A borg. My ship home had been invaded by a borg.
Borgs, common parlance for cyborgs, were even more illegal than my gun. Monstrous creatures consisting of a human brain and a robotic body, they were forbidden in every human world, even though it was rumored that the Qan Empire had long since borged all its subjects and only created new brains when the old ones wore out.
The main reason for borgs being forbidden was humanitarian.
Few borgs were created with voluntary acquiescence of the brain donor. Most people whose brains were used for that purpose had been kidnapped, killed, their brains taken by force.
And most of them didn’t survive the process. Their brain just didn’t find its way to the neuro-mechanical linkages of the borg body. They never recovered consciousness.
Those were the lucky ones.
Most of those who survived, just couldn’t communicate or move the body, were forever entombed in the mechanical creature. Their makers usually disposed of the brain then, to make way for a new one.
Of the twenty percent or so that made it and learned to move and communicate, most were hopelessly insane. Maybe five percent adapted enough to their circumstances to be able to function.
Those five percent made the process worth it to those who needed borgs badly enough to flout the laws. Because there were planets too inhospitable to humans to be mined, occupations too difficult for humans to accomplish. And those who made money for such things simply didn’t care.
Which was why the laws – including the one that said anyone finding a borg and not destroying it was an accomplice to borging, and to be executed – had no teeth. Because sufficiently insistent demand will get supply, not matter how difficult it is to arrange. Joe had said a vast network of shadowy corporations and governments pretended to see nothing while borging went on. All the law could do was keep it small scale.

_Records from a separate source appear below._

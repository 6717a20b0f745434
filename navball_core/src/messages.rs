// navball_core/src/messages.rs

use serde::{Deserialize, Serialize};
use serde_json::Value;

// =========================================================================
// == Host-Supplied Data ==
// =========================================================================

/// A named telemetry stream as advertised by the render host.
#[derive(Debug, Clone, PartialEq, Eq, Hash, Serialize, Deserialize)]
pub struct Topic {
    pub name: String,
    /// The schema identifier of the records published on this topic,
    /// e.g. `"Quaternion"` or `"Vector3"`.
    pub schema: String,
}

impl Topic {
    pub fn new(name: impl Into<String>, schema: impl Into<String>) -> Self {
        Self {
            name: name.into(),
            schema: schema.into(),
        }
    }
}

/// A single decoded record delivered by the host.
///
/// The payload is kept as an opaque structured value; samples are read out of
/// it field by field when (and only when) the panel needs them.
#[derive(Debug, Clone, PartialEq)]
pub struct Message {
    pub topic: String,
    pub payload: Value,
}

impl Message {
    pub fn new(topic: impl Into<String>, payload: Value) -> Self {
        Self {
            topic: topic.into(),
            payload,
        }
    }
}

/// Everything the host hands over for one update tick.
///
/// A `None` field means "unchanged since the previous tick": the host only
/// sends the parts of the render state that actually changed.
#[derive(Debug, Clone, Default)]
pub struct FrameBatch {
    pub topics: Option<Vec<Topic>>,
    pub messages: Option<Vec<Message>>,
}

impl FrameBatch {
    pub fn new(topics: Option<Vec<Topic>>, messages: Option<Vec<Message>>) -> Self {
        Self { topics, messages }
    }

    /// A tick that only carries messages.
    pub fn messages(messages: Vec<Message>) -> Self {
        Self {
            topics: None,
            messages: Some(messages),
        }
    }
}

// =========================================================================
// == Decoded Samples ==
// =========================================================================

/// An attitude sample as published on an orientation topic.
///
/// Expected to be a unit quaternion. It is never re-normalized here; whatever
/// the source publishes is what gets displayed.
#[derive(Debug, Clone, Copy, PartialEq, Serialize, Deserialize)]
pub struct OrientationSample {
    pub x: f64,
    pub y: f64,
    pub z: f64,
    pub w: f64,
}

impl OrientationSample {
    pub const IDENTITY: Self = Self::new(0.0, 0.0, 0.0, 1.0);

    pub const fn new(x: f64, y: f64, z: f64, w: f64) -> Self {
        Self { x, y, z, w }
    }

    /// Reads the four numeric fields out of a message payload.
    /// Extra fields are ignored; a missing or non-numeric field yields `None`.
    pub fn from_payload(payload: &Value) -> Option<Self> {
        Self::deserialize(payload).ok()
    }
}

/// A horizontal direction sample. Only `x` and `y` carry meaning; `z` is
/// accepted but ignored, so payloads without it decode as well.
#[derive(Debug, Clone, Copy, PartialEq, Serialize, Deserialize)]
pub struct HeadingSample {
    pub x: f64,
    pub y: f64,
    #[serde(default)]
    pub z: f64,
}

impl HeadingSample {
    pub const fn new(x: f64, y: f64, z: f64) -> Self {
        Self { x, y, z }
    }

    pub fn from_payload(payload: &Value) -> Option<Self> {
        Self::deserialize(payload).ok()
    }
}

And now you’re asking, given all this, why didn’t I fry the creature as soon as it came in the front hall? The zapper could do it. It was part of the reason Joe had picked it. It would cook the brain inside that glassteel carapace, before it could harm me?
I wanted to. I was going to. I pointed my zapper at it.
And it said, its voice infused with extreme relief, “Stella, there are you are!”
I swallowed hard, before I could find my voice, and my finger didn’t seem to obey me when I told it to push the zapper trigger. There was something very familiar to the accent and the way the words were said, if not to the voice. I couldn’t have shot, right then, to save my life. Instead, my own voice sounded raspy and odd as I asked, “Who are you?”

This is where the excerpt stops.